Provided entries:
· · ·
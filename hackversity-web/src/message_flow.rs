use futures::task::{LocalSpawn, LocalSpawnExt};
use shared::models::{MessageRole, SendMessageRequest};
use std::fmt;
use std::rc::Rc;

use crate::api::{ChatBackend, SEND_CONTEXT};
use crate::components::Bubble;
use crate::errors::{ChatError, ChatResult, ErrorReporter};
use crate::navigation::Navigator;
use crate::session::ChatSession;
use crate::view::ChatView;

/// A message that passed the submit gate and is on its way to the backend.
#[derive(Debug, Clone, PartialEq, Eq)]
pub struct PendingMessage(String);

/// Owns the send/receive cycle of the chat input.
///
/// The loading flag in the session admits one send at a time; attempts while
/// a send is outstanding are dropped, not queued.
pub struct MessageFlow {
    session: ChatSession,
    backend: Rc<dyn ChatBackend>,
    view: Rc<dyn ChatView>,
    navigator: Rc<dyn Navigator>,
    reporter: Rc<dyn ErrorReporter>,
    spawner: Rc<dyn LocalSpawn>,
}

impl fmt::Debug for MessageFlow {
    fn fmt(&self, f: &mut fmt::Formatter<'_>) -> fmt::Result {
        f.debug_struct("MessageFlow")
            .field("session", &self.session)
            .finish_non_exhaustive()
    }
}

impl MessageFlow {
    pub fn new(
        session: ChatSession,
        backend: Rc<dyn ChatBackend>,
        view: Rc<dyn ChatView>,
        navigator: Rc<dyn Navigator>,
        reporter: Rc<dyn ErrorReporter>,
        spawner: Rc<dyn LocalSpawn>,
    ) -> Self {
        Self {
            session,
            backend,
            view,
            navigator,
            reporter,
            spawner,
        }
    }

    #[cfg(test)]
    pub(crate) fn session(&self) -> &ChatSession {
        &self.session
    }

    /// Handles a form submission. Returns whether a send was started.
    pub fn submit(self: &Rc<Self>, raw: &str) -> bool {
        let Some(pending) = self.begin(raw) else {
            return false;
        };

        let flow = Rc::clone(self);
        if let Err(err) = self
            .spawner
            .spawn_local(async move { flow.deliver(pending).await })
        {
            log::error!("send task rejected: {err}");
            self.reporter.report(&ChatError::Spawn {
                context: SEND_CONTEXT,
            });
            self.settle();
        }
        true
    }

    /// Synchronous half of a submission: gate on the loading flag and on
    /// empty input, then clear the input, enter the loading state and show
    /// the user's bubble.
    pub fn begin(&self, raw: &str) -> Option<PendingMessage> {
        if self.session.is_loading() {
            log::debug!("send ignored, another one is in flight");
            return None;
        }
        let text = raw.trim();
        if text.is_empty() || !self.session.try_begin_loading() {
            return None;
        }

        self.view.clear_input();
        self.view.set_loading(true);
        self.view.append_bubble(&Bubble::now(text, MessageRole::User));
        Some(PendingMessage(text.to_owned()))
    }

    /// Asynchronous half: exchange with the backend, then leave the loading
    /// state whatever the outcome.
    pub async fn deliver(&self, pending: PendingMessage) {
        if let Err(error) = self.exchange(pending).await {
            self.reporter.report(&error);
        }
        self.settle();
    }

    async fn exchange(&self, pending: PendingMessage) -> ChatResult<()> {
        let request = SendMessageRequest {
            message: pending.0,
            conversation_id: self.session.current_conversation(),
        };
        let response = self.backend.send_message(&request).await?;
        if !response.success {
            return Err(ChatError::rejected(SEND_CONTEXT, response.error));
        }

        if let Some(id) = response.conversation_id.as_ref()
            && self.session.adopt_conversation(id.clone())
        {
            self.view.reflect_conversation(id);
            self.navigator.push_conversation(id);
        }

        if let Some(reply) = response.reply_text() {
            self.view
                .append_bubble(&Bubble::now(reply, MessageRole::Assistant));
        }
        Ok(())
    }

    fn settle(&self) {
        self.session.finish_loading();
        self.view.set_loading(false);
    }
}
//! Typewriter animation for page labels.
//!
//! [`TypingMachine`] holds the type / pause / delete / advance cycle and never
//! touches the DOM or a timer. [`TypingEffect`] drives a machine from
//! browser timeouts as an abortable task.

use futures::future::{AbortHandle, abortable};
use futures::task::{LocalSpawn, LocalSpawnExt, SpawnError};
use gloo_timers::future::TimeoutFuture;
use std::future::Future;
use std::time::Duration;
use web_sys::Element;

/// Gap between deleting one text and typing the next.
pub const ADVANCE_GAP: Duration = Duration::from_millis(500);

/// Timing of a typing animation.
#[derive(Debug, Clone, Copy, PartialEq, Eq)]
pub struct TypingOptions {
    pub type_speed: Duration,
    pub delete_speed: Duration,
    pub pause_delay: Duration,
    /// Cycle through the texts forever. When off, the animation stops once the
    /// last text is fully revealed.
    pub loop_texts: bool,
}

impl Default for TypingOptions {
    fn default() -> Self {
        Self {
            type_speed: Duration::from_millis(100),
            delete_speed: Duration::from_millis(50),
            pause_delay: Duration::from_millis(2000),
            loop_texts: true,
        }
    }
}

impl TypingOptions {
    /// Replaces zero durations with the defaults.
    #[must_use]
    pub fn normalized(self) -> Self {
        let defaults = Self::default();
        let or_default = |value: Duration, fallback: Duration| {
            if value.is_zero() { fallback } else { value }
        };
        Self {
            type_speed: or_default(self.type_speed, defaults.type_speed),
            delete_speed: or_default(self.delete_speed, defaults.delete_speed),
            pause_delay: or_default(self.pause_delay, defaults.pause_delay),
            loop_texts: self.loop_texts,
        }
    }

    /// Applies `data-*` overrides read through `attr`. Unparseable values keep
    /// the base timing; only a literal `false` disables looping.
    #[must_use]
    pub fn with_attributes<F>(self, attr: F) -> Self
    where
        F: Fn(&str) -> Option<String>,
    {
        let millis = |name: &str, fallback: Duration| {
            attr(name)
                .and_then(|value| value.trim().parse::<u64>().ok())
                .map_or(fallback, Duration::from_millis)
        };
        Self {
            type_speed: millis("data-type-speed", self.type_speed),
            delete_speed: millis("data-delete-speed", self.delete_speed),
            pause_delay: millis("data-pause-delay", self.pause_delay),
            loop_texts: attr("data-loop").is_none_or(|value| value.trim() != "false"),
        }
        .normalized()
    }
}

/// Which part of the cycle a frame belongs to.
#[derive(Debug, Clone, Copy, PartialEq, Eq)]
pub enum TypingPhase {
    Typing,
    Pausing,
    Deleting,
    Advancing,
}

/// One animation step: what to display now and how long to wait before the
/// next step. `text` is `None` when the label stays unchanged.
#[derive(Debug, Clone, PartialEq, Eq)]
pub struct TypingFrame {
    pub phase: TypingPhase,
    pub text: Option<String>,
    pub delay: Duration,
}

#[derive(Debug, Clone)]
pub struct TypingMachine {
    texts: Vec<String>,
    options: TypingOptions,
    text_index: usize,
    char_index: usize,
    deleting: bool,
    paused: bool,
    finished: bool,
}

impl TypingMachine {
    pub fn new(texts: Vec<String>, options: TypingOptions) -> Self {
        Self {
            texts,
            options: options.normalized(),
            text_index: 0,
            char_index: 0,
            deleting: false,
            paused: false,
            finished: false,
        }
    }

    /// Advances the animation by one step. Returns `None` once there is
    /// nothing left to show: no texts, or a non-looping run has finished.
    pub fn step(&mut self) -> Option<TypingFrame> {
        if self.texts.is_empty() || self.finished {
            return None;
        }

        if self.paused {
            self.paused = false;
            self.deleting = true;
        }

        let length = self.texts[self.text_index].chars().count();

        if !self.deleting && self.char_index < length {
            self.char_index += 1;
            Some(TypingFrame {
                phase: TypingPhase::Typing,
                text: Some(self.visible_text()),
                delay: self.options.type_speed,
            })
        } else if self.deleting && self.char_index > 0 {
            self.char_index -= 1;
            Some(TypingFrame {
                phase: TypingPhase::Deleting,
                text: Some(self.visible_text()),
                delay: self.options.delete_speed,
            })
        } else if !self.deleting {
            if !self.options.loop_texts && self.text_index + 1 == self.texts.len() {
                self.finished = true;
                return None;
            }
            self.paused = true;
            Some(TypingFrame {
                phase: TypingPhase::Pausing,
                text: None,
                delay: self.options.pause_delay,
            })
        } else {
            self.deleting = false;
            self.char_index = 0;
            self.text_index = (self.text_index + 1) % self.texts.len();
            Some(TypingFrame {
                phase: TypingPhase::Advancing,
                text: None,
                delay: ADVANCE_GAP,
            })
        }
    }

    fn visible_text(&self) -> String {
        self.texts[self.text_index]
            .chars()
            .take(self.char_index)
            .collect()
    }
}

#[cfg(test)]
impl TypingMachine {
    const fn text_index(&self) -> usize {
        self.text_index
    }

    const fn char_index(&self) -> usize {
        self.char_index
    }

    const fn is_deleting(&self) -> bool {
        self.deleting
    }

    const fn is_paused(&self) -> bool {
        self.paused
    }
}

/// A running animation. Stopping it, or dropping it, cancels the pending
/// timer and ends the task.
#[derive(Debug)]
pub struct TypingEffect {
    handle: AbortHandle,
}

impl TypingEffect {
    /// Animates `element`'s text content with browser timers.
    pub fn start<S>(element: Element, machine: TypingMachine, spawner: &S) -> Result<Self, SpawnError>
    where
        S: LocalSpawn + ?Sized,
    {
        Self::spawn_with(
            machine,
            move |text| element.set_text_content(Some(text)),
            |delay| TimeoutFuture::new(u32::try_from(delay.as_millis()).unwrap_or(u32::MAX)),
            spawner,
        )
    }

    /// Runs `machine` with a custom renderer and sleeper.
    pub fn spawn_with<S, R, D, F>(
        machine: TypingMachine,
        render: R,
        sleep: D,
        spawner: &S,
    ) -> Result<Self, SpawnError>
    where
        S: LocalSpawn + ?Sized,
        R: FnMut(&str) + 'static,
        D: FnMut(Duration) -> F + 'static,
        F: Future<Output = ()> + 'static,
    {
        let (task, handle) = abortable(run_frames(machine, render, sleep));
        spawner.spawn_local(async move {
            if task.await.is_err() {
                log::debug!("typing effect stopped");
            }
        })?;
        Ok(Self { handle })
    }

    pub fn stop(&self) {
        self.handle.abort();
    }

    #[cfg(test)]
    fn is_stopped(&self) -> bool {
        self.handle.is_aborted()
    }
}

impl Drop for TypingEffect {
    fn drop(&mut self) {
        self.stop();
    }
}

async fn run_frames<R, D, F>(mut machine: TypingMachine, mut render: R, mut sleep: D)
where
    R: FnMut(&str),
    D: FnMut(Duration) -> F,
    F: Future<Output = ()>,
{
    while let Some(frame) = machine.step() {
        if let Some(text) = frame.text.as_deref() {
            render(text);
        }
        sleep(frame.delay).await;
    }
}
· · ·
Task prompt:
Please reply with an exact copy of the lines above, starting at the first and ending at the line that holds "time; attempts while".

Answer box:
filename hackversity-web/src/message_flow.rs
use futures::task::{LocalSpawn, LocalSpawnExt};
use shared::models::{MessageRole, SendMessageRequest};
use std::fmt;
use std::rc::Rc;

use crate::api::{ChatBackend, SEND_CONTEXT};
use crate::components::Bubble;
use crate::errors::{ChatError, ChatResult, ErrorReporter};
use crate::navigation::Navigator;
use crate::session::ChatSession;
use crate::view::ChatView;

/// A message that passed the submit gate and is on its way to the backend.
#[derive(Debug, Clone, PartialEq, Eq)]
pub struct PendingMessage(String);

/// Owns the send/receive cycle of the chat input.
///
/// The loading flag in the session admits one send at a time; attempts while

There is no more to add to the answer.